Using a st-link device, flash the unprotected bootloader to the device:

lth@ncpws04:~/src/st-link/bootloaders$ st-flash write Unprotected-2-1-Bootloader.bin 0x8000000
st-flash 1.7.0-dirty
2022-10-28T12:50:15 INFO common.c: F1xx Medium-density: 20 KiB SRAM, 128 KiB flash in at least 1 KiB pages.
file Unprotected-2-1-Bootloader.bin md5 checksum: 13b196c92248569d3a4a867562229cd7, stlink checksum: 0x00211ccc
2022-10-28T12:50:15 INFO common.c: Attempting to write 16384 (0x4000) bytes to stm32 address: 134217728 (0x8000000)
2022-10-28T12:50:15 INFO common.c: Flash page at addr: 0x08000000 erased
2022-10-28T12:50:15 INFO common.c: Flash page at addr: 0x08000400 erased
2022-10-28T12:50:15 INFO common.c: Flash page at addr: 0x08000800 erased
2022-10-28T12:50:15 INFO common.c: Flash page at addr: 0x08000c00 erased
2022-10-28T12:50:15 INFO common.c: Flash page at addr: 0x08001000 erased
2022-10-28T12:50:15 INFO common.c: Flash page at addr: 0x08001400 erased
2022-10-28T12:50:15 INFO common.c: Flash page at addr: 0x08001800 erased
2022-10-28T12:50:16 INFO common.c: Flash page at addr: 0x08001c00 erased
2022-10-28T12:50:16 INFO common.c: Flash page at addr: 0x08002000 erased
2022-10-28T12:50:16 INFO common.c: Flash page at addr: 0x08002400 erased
2022-10-28T12:50:16 INFO common.c: Flash page at addr: 0x08002800 erased
2022-10-28T12:50:16 INFO common.c: Flash page at addr: 0x08002c00 erased
2022-10-28T12:50:16 INFO common.c: Flash page at addr: 0x08003000 erased
2022-10-28T12:50:16 INFO common.c: Flash page at addr: 0x08003400 erased
2022-10-28T12:50:16 INFO common.c: Flash page at addr: 0x08003800 erased
2022-10-28T12:50:16 INFO common.c: Flash page at addr: 0x08003c00 erased
2022-10-28T12:50:16 INFO common.c: Finished erasing 16 pages of 1024 (0x400) bytes
2022-10-28T12:50:16 INFO common.c: Starting Flash write for VL/F0/F3/F1_XL
2022-10-28T12:50:16 INFO flash_loader.c: Successfully loaded flash loader in sram
2022-10-28T12:50:16 INFO flash_loader.c: Clear DFSR
2022-10-28T12:50:16 INFO flash_loader.c: Clear CFSR
2022-10-28T12:50:16 INFO flash_loader.c: Clear HFSR
 16/ 16 pages written
2022-10-28T12:50:17 INFO common.c: Starting verification of write complete
2022-10-28T12:50:17 INFO common.c: Flash written and verified! jolly good!

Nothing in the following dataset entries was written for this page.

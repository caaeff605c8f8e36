use crate::core::models::multi_value::MultiValue;
use crate::core::models::shape::{Periodicity, Shape};
use crate::core::models::value::Value;
use crate::core::utils::quaternion::{Quaternion, conjugate_product};
use crate::engine::action::{ActionKernel, ActionParts, CalcIo, SetupIo};
use crate::engine::error::{ComputationError, EngineError};
use crate::engine::keywords::{Keywords, ParsedKeywords};
use crate::engine::registry::BuildContext;
use crate::engine::scheduler::{RowKernel, TaskContext};

const COMPONENTS: [&str; 4] = ["w", "i", "j", "k"];

/// Relative orientation `conj(q1[row]) * q2[col]` for every pair of quaternions.
///
/// Arguments 0..4 are the components of the first set, 4..8 those of the second.
#[derive(Debug, Default)]
pub struct QuaternionProductKernel;

fn quaternion(ctx: &TaskContext<'_>, first: usize, index: usize) -> Result<Quaternion, ComputationError> {
    let mut q = [0.0; 4];
    for (n, c) in q.iter_mut().enumerate() {
        *c = ctx.arguments[first + n].get(index)?;
    }
    Ok(q)
}

impl RowKernel for QuaternionProductKernel {
    fn row_count(&self, ctx: &TaskContext<'_>) -> usize {
        ctx.arguments[0].len()
    }

    fn setup_for_row(&self, _row: usize, ctx: &TaskContext<'_>, columns: &mut Vec<usize>) {
        columns.extend(0..ctx.arguments[4].len());
    }

    fn perform_element(
        &self,
        row: usize,
        column: usize,
        ctx: &TaskContext<'_>,
        mv: &mut MultiValue,
    ) -> Result<(), ComputationError> {
        let q1 = quaternion(ctx, 0, row)?;
        let q2 = quaternion(ctx, 4, column)?;
        let product = conjugate_product(&q1, &q2);
        for c in 0..4 {
            mv.set_value(c, product.components[c]);
            for n in 0..4 {
                mv.add_derivative(c, ctx.layout.argument(n, row), product.wrt_first[c][n]);
                mv.add_derivative(c, ctx.layout.argument(4 + n, column), product.wrt_second[c][n]);
            }
        }
        Ok(())
    }

    fn end_of_row(
        &self,
        row: usize,
        columns: &[usize],
        ctx: &TaskContext<'_>,
        indices: &mut Vec<usize>,
    ) {
        indices.clear();
        indices.extend((0..4).map(|n| ctx.layout.argument(n, row)));
        for n in 0..4 {
            indices.extend(columns.iter().map(|&col| ctx.layout.argument(4 + n, col)));
        }
        indices.sort_unstable();
    }
}

fn check_lengths(label: &str, lengths: &[usize]) -> Result<(usize, usize), EngineError> {
    let (first, second) = lengths.split_at(4);
    if first.iter().any(|&n| n != first[0]) || second.iter().any(|&n| n != second[0]) {
        return Err(EngineError::configuration(
            label,
            format!("the components of each quaternion set must have equal lengths, found {lengths:?}"),
        ));
    }
    Ok((first[0], second[0]))
}

impl ActionKernel for QuaternionProductKernel {
    fn setup(&mut self, io: &mut SetupIo<'_>) -> Result<(), EngineError> {
        let lengths: Vec<usize> = io.arguments().iter().map(|a| a.len()).collect();
        let (rows, cols) = check_lengths(io.label(), &lengths)?;
        for output in 0..4 {
            io.reshape(output, Shape::Matrix { rows, cols });
        }
        Ok(())
    }

    fn calculate(&mut self, io: &mut CalcIo<'_>) -> Result<(), EngineError> {
        io.run_rows(&*self)
    }
}

pub fn keywords() -> Keywords {
    let mut keywords = Keywords::new(
        "QUATERNION_PRODUCT_MATRIX",
        "Compute the relative orientation of every pair taken from two sets of quaternions",
    )
    .compulsory(
        "ARG",
        "eight vectors: w, i, j and k of the first set, then w, i, j and k of the second",
    );
    for component in COMPONENTS {
        keywords = keywords.component(component, "this component of the product matrix");
    }
    keywords
}

pub fn build(ctx: &BuildContext<'_>, kw: &ParsedKeywords) -> Result<ActionParts, EngineError> {
    let label = ctx.label();
    let arguments = ctx.arguments(kw, "ARG")?;
    if arguments.len() != 8 {
        return Err(EngineError::configuration(
            label,
            format!("expected eight arguments, found {}", arguments.len()),
        ));
    }
    let mut lengths = Vec::with_capacity(8);
    for r in &arguments {
        let value = ctx
            .value(*r)
            .ok_or_else(|| EngineError::Internal(format!("dangling argument of '{label}'")))?;
        if value.rank() > 1 {
            return Err(EngineError::configuration(
                label,
                format!("quaternion components must be vectors, found {}", value.shape()),
            ));
        }
        lengths.push(value.len());
    }
    let (rows, cols) = check_lengths(label, &lengths)?;

    let outputs = COMPONENTS
        .iter()
        .map(|c| Value::new(*c, Shape::Matrix { rows, cols }, Periodicity::NonPeriodic, true))
        .collect();
    Ok(ActionParts::new(QuaternionProductKernel)
        .arguments(arguments)
        .outputs(outputs))
}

Plugging the new st-link device into USB, the following will show in dmesg output:

[15019.853921] usb 1-4.2: new full-speed USB device number 15 using xhci_hcd
[15019.955446] usb 1-4.2: New USB device found, idVendor=0483, idProduct=3748, bcdDevice= 1.00
[15019.955452] usb 1-4.2: New USB device strings: Mfr=1, Product=2, SerialNumber=3
[15019.955453] usb 1-4.2: Product: STM32 STLink
[15019.955454] usb 1-4.2: Manufacturer: STMicroelectronics
[15019.955455] usb 1-4.2: SerialNumber: 066FFF313841423043123519

Flash Firmware

After the bootloader has been loaded, the device can be flashed with the full firmware using the STLinkUpgrade:

ST-Link Upgrade initial flash.png

ST-Link after upgrade.png

The device will now identify like this:

[ 4348.823460] usb 2-4.2: New USB device found, idVendor=0483, idProduct=374b, bcdDevice= 1.00
[ 4348.823465] usb 2-4.2: New USB device strings: Mfr=1, Product=2, SerialNumber=3
[ 4348.823467] usb 2-4.2: Product: STM32 STLink
[ 4348.823468] usb 2-4.2: Manufacturer: STMicroelectronics
[ 4348.823469] usb 2-4.2: SerialNumber: 066FFF313841423043123519
[ 4349.248184] usb-storage 2-4.2:1.1: USB Mass Storage device detected
[ 4349.248359] scsi host6: usb-storage 2-4.2:1.1
[ 4349.248817] cdc_acm 2-4.2:1.2: ttyACM0: USB ACM device
[ 4350.258276] scsi 6:0:0:0: Direct-Access     MBED     microcontroller  1.0  PQ: 0 ANSI: 2
[ 4350.258501] sd 6:0:0:0: Attached scsi generic sg3 type 0
[ 4350.258805] sd 6:0:0:0: [sdd] 72 512-byte logical blocks: (36.9 kB/36.0 KiB)
[ 4350.258959] sd 6:0:0:0: [sdd] Write Protect is off
[ 4350.258961] sd 6:0:0:0: [sdd] Mode Sense: 03 00 00 00
[ 4350.259127] sd 6:0:0:0: [sdd] No Caching mode page found
[ 4350.259129] sd 6:0:0:0: [sdd] Assuming drive cache: write through
[ 4350.275457] sd 6:0:0:0: [sdd] Attached SCSI removable disk

Black Magic

To be added.

Issues

In revision a I used Gigadevice GD32F103CB and on that version the ST-Link upgrade utility that come with STM32CubeIde refused to upgrade the devices. Revision d was made with STM32F103C8 (the 64 kB flash version) and that version did not have enough flash to install the firmware with MSC (Mass Storage Class) support. The strangely named "STM32+Audio" version installed fine and will upgrade.